FIG. 1 is a schematic configuration diagram of an embodiment of a thermal type flow meter according to the present invention, showing a case where the thermal type flow meter measures a low flow rate.

FIG. 2 shows a case where the thermal type flow meter whose schematic configuration diagram is shown in FIG. 1 measures a high flow rate.

FIG. 3 is a flowchart showing a procedure in the case where the thermal type flow meter shown in FIG. 1 measures the flow rate by switching the heater control means.

FIG. 4 is a graph showing an example of thermal type flow rate measurement characteristics of the thermal type flow meter according to the present invention.

FIG. 5 is a diagram showing a schematic main configuration of a first modified embodiment of a thermal type flow meter according to the present invention.

FIG. 6 is a diagram showing a schematic main configuration in a second modified embodiment of the thermal type flow meter according to the present invention.

FIG. 7 is a diagram showing a schematic main configuration of a flow sensor.

FIG. 8 is a graph showing an example of temperature distribution around a heater of a thermal type flow meter.

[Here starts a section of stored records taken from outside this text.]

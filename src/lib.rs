//! Killboard archive
//!
//! Keeps a local, deduplicated archive of killmails for a roster of tracked
//! characters, enriches each record in resumable stages, and renders board
//! view models from it.
//!
//! - `fetcher` - paced, retrying access to zKillboard and ESI
//! - `store` - append-only `history.json`
//! - `pipeline` - the five enrichment stages
//! - `names` - persistent id -> name caches
//! - `aggregator` - board views
//! - `sync` - one full update run

pub mod aggregator;
pub mod config;
pub mod error;
pub mod fetcher;
pub mod migrate;
pub mod model;
pub mod names;
pub mod pipeline;
pub mod roster;
pub mod store;
pub mod sync;

#[cfg(test)]
mod test_support;

pub use error::{KillboardError, Result};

FIG. 9 is a graph showing an example of flow rate measurement characteristics of a conventional thermal type flow meter.

[Explanation of symbols]

10, 40 Thermal flow meter 11 Flow rate sensor 12 First heater control means 13 Second heater control means 15 Flow rate measurement means 14 Switching means Rh Heater element Ru Temperature sensor (first temperature measurement sensor) Rd Temperature sensor (first 2 temperature measuring sensor) Rr ambient temperature measuring resistance element (ambient temperature measuring sensor) Tpu thermopile (first temperature measuring sensor) Tpd thermopile (second temperature measuring sensor)

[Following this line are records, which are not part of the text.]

//! Run configuration from environment variables
//!
//! Every value has a default so a bare checkout works against the public
//! zKillboard and ESI endpoints. `.env` is loaded by the binary before
//! `ArchiveConfig::from_env` runs.

use crate::error::{KillboardError, Result};
use std::env;
use std::path::PathBuf;
use std::str::FromStr;
use std::time::Duration;

/// Politeness delays applied by the fetcher.
#[derive(Debug, Clone, Copy, PartialEq)]
pub struct Pacing {
    /// Minimum gap between two requests (skipped after a cache hit)
    pub request_delay: Duration,

    /// Fixed wait before the single retry of a failed request
    pub retry_backoff: Duration,
}

impl Pacing {
    /// No waiting at all. Used by offline runs and tests.
    pub fn immediate() -> Self {
        Self {
            request_delay: Duration::ZERO,
            retry_backoff: Duration::ZERO,
        }
    }
}

impl Default for Pacing {
    fn default() -> Self {
        Self {
            request_delay: Duration::from_millis(1_000),
            retry_backoff: Duration::from_millis(10_000),
        }
    }
}

/// File locations of the archive and its inputs.
#[derive(Debug, Clone)]
pub struct ArchivePaths {
    /// Directory holding history.json and the five name caches
    pub data_dir: PathBuf,

    /// Roster file: `{ "Name": character_id, ... }`
    pub roster: PathBuf,

    /// JSON array of alliance ids for the targets board
    pub target_alliances: PathBuf,

    /// JSON array of ship type ids excluded from the targets board
    pub banned_ship_types: PathBuf,

    /// Where board bundles are written for the presentation layer
    pub board_output_dir: PathBuf,

    /// SQLite file backing the HTTP response cache
    pub http_cache: PathBuf,
}

impl ArchivePaths {
    pub fn history_file(&self) -> PathBuf {
        self.data_dir.join("history.json")
    }
}

#[derive(Debug, Clone)]
pub struct ArchiveConfig {
    pub paths: ArchivePaths,

    /// zKillboard API root, without trailing slash
    pub zkill_base_url: String,

    /// ESI API root, without trailing slash
    pub esi_base_url: String,

    pub pacing: Pacing,

    /// Freshness of cached responses lacking a Cache-Control max-age
    pub http_cache_ttl: Duration,

    pub user_agent: String,

    /// Display name of the overall board
    pub board_name: String,
}

impl ArchiveConfig {
    /// Load configuration from environment variables
    ///
    /// Environment variables:
    /// - `KILLBOARD_DATA_DIR` (default: out/data)
    /// - `KILLBOARD_ROSTER` (default: data/characters.json)
    /// - `KILLBOARD_TARGET_ALLIANCES` (default: data/target_alliances.json)
    /// - `KILLBOARD_BANNED_SHIPS` (default: data/banned_ships.json)
    /// - `KILLBOARD_BOARD_DIR` (default: out/boards)
    /// - `KILLBOARD_HTTP_CACHE` (default: .web_cache/responses.db)
    /// - `ZKILL_BASE_URL` (default: https://zkillboard.com/api)
    /// - `ESI_BASE_URL` (default: https://esi.evetech.net/latest)
    /// - `REQUEST_DELAY_MS` (default: 1000)
    /// - `RETRY_BACKOFF_MS` (default: 10000)
    /// - `HTTP_CACHE_TTL_SECS` (default: 3600)
    /// - `KILLBOARD_USER_AGENT` (default: killboard/<version>)
    /// - `BOARD_NAME` (default: Polyhedra)
    pub fn from_env() -> Result<Self> {
        let paths = ArchivePaths {
            data_dir: env_path("KILLBOARD_DATA_DIR", "out/data"),
            roster: env_path("KILLBOARD_ROSTER", "data/characters.json"),
            target_alliances: env_path("KILLBOARD_TARGET_ALLIANCES", "data/target_alliances.json"),
            banned_ship_types: env_path("KILLBOARD_BANNED_SHIPS", "data/banned_ships.json"),
            board_output_dir: env_path("KILLBOARD_BOARD_DIR", "out/boards"),
            http_cache: env_path("KILLBOARD_HTTP_CACHE", ".web_cache/responses.db"),
        };

        let pacing = Pacing {
            request_delay: Duration::from_millis(env_parse("REQUEST_DELAY_MS", 1_000u64)?),
            retry_backoff: Duration::from_millis(env_parse("RETRY_BACKOFF_MS", 10_000u64)?),
        };

        Ok(Self {
            paths,
            zkill_base_url: env_url("ZKILL_BASE_URL", "https://zkillboard.com/api")?,
            esi_base_url: env_url("ESI_BASE_URL", "https://esi.evetech.net/latest")?,
            pacing,
            http_cache_ttl: Duration::from_secs(env_parse("HTTP_CACHE_TTL_SECS", 3_600u64)?),
            user_agent: env::var("KILLBOARD_USER_AGENT")
                .unwrap_or_else(|_| format!("killboard/{}", env!("CARGO_PKG_VERSION"))),
            board_name: env::var("BOARD_NAME").unwrap_or_else(|_| "Polyhedra".to_string()),
        })
    }
}

fn env_path(key: &str, default: &str) -> PathBuf {
    env::var(key)
        .map(PathBuf::from)
        .unwrap_or_else(|_| PathBuf::from(default))
}

fn env_parse<T: FromStr>(key: &str, default: T) -> Result<T> {
    match env::var(key) {
        Ok(raw) => raw
            .trim()
            .parse()
            .map_err(|_| KillboardError::Config(format!("{} has invalid value '{}'", key, raw))),
        Err(_) => Ok(default),
    }
}

fn env_url(key: &str, default: &str) -> Result<String> {
    let url = env::var(key).unwrap_or_else(|_| default.to_string());

    if !url.starts_with("http://") && !url.starts_with("https://") {
        return Err(KillboardError::Config(format!(
            "{} must start with http:// or https://",
            key
        )));
    }

    Ok(url.trim_end_matches('/').to_string())
}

   ─────────────────────────────────────────────────── ─── Continued front page    (72) Inventor Koichiro Shinkawa             2-12-19 Shibuya, Shibuya-ku, Tokyo Stock market             Takeyama (72) Inventor Osamu Momose             2-12-19 Shibuya, Shibuya-ku, Tokyo Stock market             Takeyama F term (reference) 2F035 EA02 EA05 EA08 EA09

Claims (3)

[Claims] 1. A heater element, first and second temperature measuring sensor elements respectively provided in a fluid flow direction with the heater element interposed therebetween, and an ambient temperature temperature measuring sensor element for detecting an ambient temperature thereof. According to the temperature sensor equipped with a flow rate sensor and the ambient temperature temperature sensor element,
First heater control means for controlling the heater temperature of the heater element so as to maintain the heater temperature of the heater element at a constant temperature higher than the temperature measured by the ambient temperature measuring sensor element; Depending on the temperature measured by the temperature sensor element,
The heater temperature of the heater element is controlled so that the average value of the temperature measured by the first and second temperature measuring sensor elements is maintained higher than the temperature measured by the ambient temperature measuring sensor element by a constant temperature. Heater control means, flow rate measurement means for measuring the flow rate of the fluid flowing through the flow rate sensor from the temperature measurement temperature difference between the first temperature measurement sensor element and the second temperature measurement sensor element, and this flow rate measurement Based on the flow rate measured by the means, the first
And a switching means for driving the heater element by selectively using the heater control means and the second heater control means. 2. The thermal type flow meter according to claim 1, wherein first and second thermopiles are used for the first and second temperature measuring sensor elements. 3. The switching means, when the flow rate measured by the flow rate measuring means is low,
When the heater element is driven by using the first heater control unit, and the flow rate measured by the flow rate measurement unit is high,
The thermal type flow meter according to claim 1 or 2, wherein the heater element is driven by using the second heater control means.